* **TASK DIRECTIONS**:
Copy every line below where the string "SessionRegistry" is found.

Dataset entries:
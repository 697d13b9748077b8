//! Shared server state and its locking discipline
//!
//! The session table and the room table each sit behind their own mutex.
//! [`Registries::lock`] is the only way to reach them and always takes the
//! session lock before the room lock, so connection workers and the sweeper
//! can never deadlock on each other.

use crate::config::ServerConfig;
use crate::room_manager::RoomRegistry;
use crate::session::SessionRegistry;
use tokio::sync::{Mutex, MutexGuard};

#[derive(Debug)]
pub struct Registries {
    sessions: Mutex<SessionRegistry>,
    rooms: Mutex<RoomRegistry>,
}

/// Both tables, locked in order
pub struct RegistryGuard<'a> {
    pub sessions: MutexGuard<'a, SessionRegistry>,
    pub rooms: MutexGuard<'a, RoomRegistry>,
}

impl Registries {
    pub fn new(config: &ServerConfig) -> Self {
        Self {
            sessions: Mutex::new(SessionRegistry::new(config.max_sessions)),
            rooms: Mutex::new(RoomRegistry::new(config.max_rooms)),
        }
    }

    pub async fn lock(&self) -> RegistryGuard<'_> {
        let sessions = self.sessions.lock().await;
        let rooms = self.rooms.lock().await;
        RegistryGuard { sessions, rooms }
    }
}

* **ANSWER BOX**:
use crate::session::SessionRegistry;
    sessions: Mutex<SessionRegistry>,
    pub sessions: MutexGuard<'a, SessionRegistry>,
            sessions: Mutex::new(SessionRegistry::new(config.max_sessions)),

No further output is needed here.